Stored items
- - -
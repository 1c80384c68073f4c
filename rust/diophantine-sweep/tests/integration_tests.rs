//! Integration tests for the diophantine-sweep crate.

use std::cell::RefCell;
use std::collections::HashSet;
use std::path::Path;

use num_bigint::BigInt;
use num_traits::Signed;
use rand::rngs::StdRng;
use rand::{Rng, SeedableRng};

use diophantine_sweep::check::{Evaluator, TARGET};
use diophantine_sweep::config::SweepConfig;
use diophantine_sweep::partition::partition;
use diophantine_sweep::publish::{PublishError, PublishOutcome, RemoteFile, RemoteStore, RepoTarget};
use diophantine_sweep::range::{Quadruple, RangeSet, SearchRange};
use diophantine_sweep::worker::Delivery;
use diophantine_sweep::{publish_sweep, run_sweep, SweepError};

fn ranges(a: (i64, i64), b: (i64, i64), c: (i64, i64), d: (i64, i64)) -> RangeSet {
    RangeSet::new(
        SearchRange::new(a.0, a.1).unwrap(),
        SearchRange::new(b.0, b.1).unwrap(),
        SearchRange::new(c.0, c.1).unwrap(),
        SearchRange::new(d.0, d.1).unwrap(),
    )
    .unwrap()
}

fn config(dir: &Path, workers: usize, delivery: Delivery) -> SweepConfig {
    SweepConfig {
        workers,
        delivery,
        channel_capacity: 8,
        output_dir: dir.to_path_buf(),
        ..SweepConfig::default()
    }
}

fn read_checks(path: &Path) -> Vec<serde_json::Value> {
    let text = std::fs::read_to_string(path).unwrap();
    let doc: serde_json::Value = serde_json::from_str(&text).unwrap();
    doc["checks"].as_array().unwrap().clone()
}

fn sorted_by_tuple(mut checks: Vec<serde_json::Value>) -> Vec<serde_json::Value> {
    checks.sort_by_key(|c| {
        (
            c["a"].as_i64().unwrap(),
            c["b"].as_i64().unwrap(),
            c["c"].as_i64().unwrap(),
            c["d"].as_i64().unwrap(),
        )
    });
    checks
}

#[test]
fn test_known_solution_found() {
    let dir = tempfile::tempdir().unwrap();
    let r = ranges((2, 2), (3, 3), (2, 2), (1, 1));
    let outcome = run_sweep(&r, &config(dir.path(), 4, Delivery::Streaming)).unwrap();

    let d = &outcome.diagnostics;
    assert_eq!(d.total_checks, 1);
    assert_eq!(d.solutions, vec![Quadruple::new(2, 3, 2, 1)]);
    assert_eq!(d.min_abs_error, Some(BigInt::from(0)));

    let checks = read_checks(&outcome.document_path);
    assert_eq!(checks.len(), 1);
    assert_eq!(checks[0]["value"], 6);
    assert_eq!(checks[0]["error"], 0);
}

#[test]
fn test_ones_are_not_a_solution() {
    let dir = tempfile::tempdir().unwrap();
    let r = ranges((1, 1), (1, 1), (1, 1), (1, 1));
    let outcome = run_sweep(&r, &config(dir.path(), 2, Delivery::Batched)).unwrap();

    assert!(outcome.diagnostics.solutions.is_empty());
    let checks = read_checks(&outcome.document_path);
    assert_eq!(checks[0]["value"], 0);
    assert_eq!(checks[0]["error"], -6);
    assert_eq!(checks[0]["normalized_error"], "-6e0");
}

#[test]
fn test_partition_covers_every_tuple_once() {
    let mut rng = StdRng::seed_from_u64(12345);
    for _ in 0..50 {
        let mut side = |lo: i64| {
            let min = rng.gen_range(lo..5);
            let max = min + rng.gen_range(0..4);
            (min, max)
        };
        let r = ranges(side(-5), side(0), side(-5), side(0));
        let workers = rng.gen_range(1..20);

        let slices = partition(&r, workers);
        let mut seen = HashSet::new();
        let mut count = 0u128;
        for slice in &slices {
            for q in slice.quadruples(r) {
                assert!(seen.insert(q), "duplicate {} with {} workers", q, workers);
                count += 1;
            }
        }
        assert_eq!(count, r.total());

        let expected: HashSet<Quadruple> = (0..r.total()).map(|i| r.quadruple_at(i)).collect();
        assert_eq!(seen, expected);
    }
}

#[test]
fn test_error_is_exact_value_minus_target() {
    let evaluator = Evaluator::new(TARGET, 1 << 20);
    let mut rng = StdRng::seed_from_u64(7);
    for _ in 0..200 {
        let q = Quadruple::new(
            rng.gen_range(-50..50),
            rng.gen_range(0..60),
            rng.gen_range(-50..50),
            rng.gen_range(0..60),
        );
        let record = evaluator.check(q);
        let expected = BigInt::from(q.a).pow(q.b) - BigInt::from(q.c).pow(q.d) - BigInt::from(TARGET);
        assert_eq!(record.error, Some(expected), "tuple {}", q);
    }
}

#[test]
fn test_repeated_runs_give_identical_checks() {
    let r = ranges((-3, 4), (0, 5), (-2, 3), (0, 4));

    let dir_a = tempfile::tempdir().unwrap();
    let first = run_sweep(&r, &config(dir_a.path(), 7, Delivery::Streaming)).unwrap();
    let dir_b = tempfile::tempdir().unwrap();
    let second = run_sweep(&r, &config(dir_b.path(), 3, Delivery::Batched)).unwrap();

    let a = sorted_by_tuple(read_checks(&first.document_path));
    let b = sorted_by_tuple(read_checks(&second.document_path));
    assert_eq!(a.len() as u128, r.total());
    assert_eq!(a, b);

    let (da, db) = (&first.diagnostics, &second.diagnostics);
    assert_eq!(da.solutions, db.solutions);
    assert_eq!(da.min_abs_error, db.min_abs_error);
    assert_eq!(da.best, db.best);
    assert_eq!(da.mean_abs_error, db.mean_abs_error);
    assert_eq!(da.top_errors, db.top_errors);
}

#[test]
fn test_best_record_has_smallest_error() {
    let dir = tempfile::tempdir().unwrap();
    let r = ranges((3, 9), (2, 4), (3, 9), (2, 4));
    let outcome = run_sweep(&r, &config(dir.path(), 5, Delivery::Streaming)).unwrap();

    let evaluator = Evaluator::new(TARGET, 1 << 20);
    let brute = (0..r.total())
        .map(|i| evaluator.check(r.quadruple_at(i)))
        .min_by(|x, y| {
            let key = |rec: &diophantine_sweep::check::CheckRecord| (rec.error.as_ref().unwrap().abs(), rec.quad);
            key(x).cmp(&key(y))
        })
        .unwrap();

    assert_eq!(outcome.diagnostics.best.as_ref(), Some(&brute));
    assert_eq!(outcome.diagnostics.min_abs_error, brute.abs_error());
}

#[test]
fn test_overflow_does_not_abort_sweep() {
    let dir = tempfile::tempdir().unwrap();
    let r = ranges((2, 1000), (50, 50), (2, 2), (1, 1));
    let cfg = SweepConfig {
        magnitude_ceiling_bits: 200,
        ..config(dir.path(), 4, Delivery::Streaming)
    };
    let outcome = run_sweep(&r, &cfg).unwrap();
    let d = &outcome.diagnostics;
    assert_eq!(d.total_checks, 999);
    assert!(d.overflow_count > 0 && d.overflow_count < 999);
    assert_eq!(d.mean_abs_error, None);

    let checks = read_checks(&outcome.document_path);
    assert!(checks.iter().any(|c| c["value"] == "overflow" && c["error"].is_null()));
}

// ---------------------------------------------------------------------------
// Publishing
// ---------------------------------------------------------------------------

#[derive(Default)]
struct RecordingStore {
    existing: Option<String>,
    fail: bool,
    created: RefCell<Vec<String>>,
    updated: RefCell<Vec<(String, String)>>,
    bodies: RefCell<Vec<Vec<u8>>>,
}

impl RemoteStore for RecordingStore {
    fn get_file(&self, _: &RepoTarget) -> Result<Option<RemoteFile>, PublishError> {
        if self.fail {
            return Err(PublishError::Transport("network unreachable".into()));
        }
        Ok(self.existing.clone().map(|revision| RemoteFile { revision }))
    }

    fn create_file(&self, target: &RepoTarget, content: &[u8], _: &str) -> Result<(), PublishError> {
        self.created.borrow_mut().push(target.path.clone());
        self.bodies.borrow_mut().push(content.to_vec());
        Ok(())
    }

    fn update_file(
        &self,
        target: &RepoTarget,
        content: &[u8],
        _: &str,
        revision: &str,
    ) -> Result<(), PublishError> {
        self.updated
            .borrow_mut()
            .push((target.path.clone(), revision.to_string()));
        self.bodies.borrow_mut().push(content.to_vec());
        Ok(())
    }
}

fn small_sweep(dir: &Path) -> (diophantine_sweep::SweepOutcome, SweepConfig) {
    let cfg = config(dir, 2, Delivery::Streaming);
    let outcome = run_sweep(&ranges((1, 3), (1, 3), (1, 3), (1, 3)), &cfg).unwrap();
    (outcome, cfg)
}

#[test]
fn test_publish_updates_existing_file() {
    let dir = tempfile::tempdir().unwrap();
    let (outcome, cfg) = small_sweep(dir.path());
    let store = RecordingStore {
        existing: Some("sha-1".into()),
        ..RecordingStore::default()
    };
    let target: RepoTarget = "octo/results/runs/latest.json".parse().unwrap();

    let result = publish_sweep(&outcome, &store, &target, &cfg).unwrap();
    assert_eq!(result, PublishOutcome::Updated { previous_revision: "sha-1".into() });
    assert_eq!(*store.updated.borrow(), vec![("runs/latest.json".to_string(), "sha-1".to_string())]);
    assert!(store.created.borrow().is_empty());

    let body: serde_json::Value = serde_json::from_slice(&store.bodies.borrow()[0]).unwrap();
    assert_eq!(body["checks"].as_array().unwrap().len(), 81);
    assert_eq!(body["diagnostics"]["solution_count"], 2);
    assert!(!outcome.document_path.exists(), "local copy removed after push");
}

#[test]
fn test_publish_creates_missing_file_and_keeps_local() {
    let dir = tempfile::tempdir().unwrap();
    let (outcome, mut cfg) = small_sweep(dir.path());
    cfg.keep_local = true;
    let store = RecordingStore::default();
    let target: RepoTarget = "octo/results/new.json".parse().unwrap();

    let result = publish_sweep(&outcome, &store, &target, &cfg).unwrap();
    assert_eq!(result, PublishOutcome::Created);
    assert_eq!(*store.created.borrow(), vec!["new.json".to_string()]);
    assert!(store.updated.borrow().is_empty());
    assert!(outcome.document_path.exists());
}

#[test]
fn test_publish_failure_keeps_local_copy() {
    let dir = tempfile::tempdir().unwrap();
    let (outcome, cfg) = small_sweep(dir.path());
    let store = RecordingStore {
        fail: true,
        ..RecordingStore::default()
    };
    let target: RepoTarget = "octo/results/new.json".parse().unwrap();

    let err = publish_sweep(&outcome, &store, &target, &cfg).unwrap_err();
    match err {
        SweepError::Publish { source, local } => {
            assert!(matches!(source, PublishError::Transport(_)));
            assert_eq!(local, outcome.document_path);
        }
        other => panic!("unexpected error {:?}", other),
    }
    assert!(outcome.document_path.exists());
    assert!(store.created.borrow().is_empty());
}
- - -
§ About this task
Your answer must be every line from the entries that contains the string "RefCell", copied as it stands.

§ Solution for this exercise
use std::cell::RefCell;
    created: RefCell<Vec<String>>,
    updated: RefCell<Vec<(String, String)>>,
    bodies: RefCell<Vec<Vec<u8>>>,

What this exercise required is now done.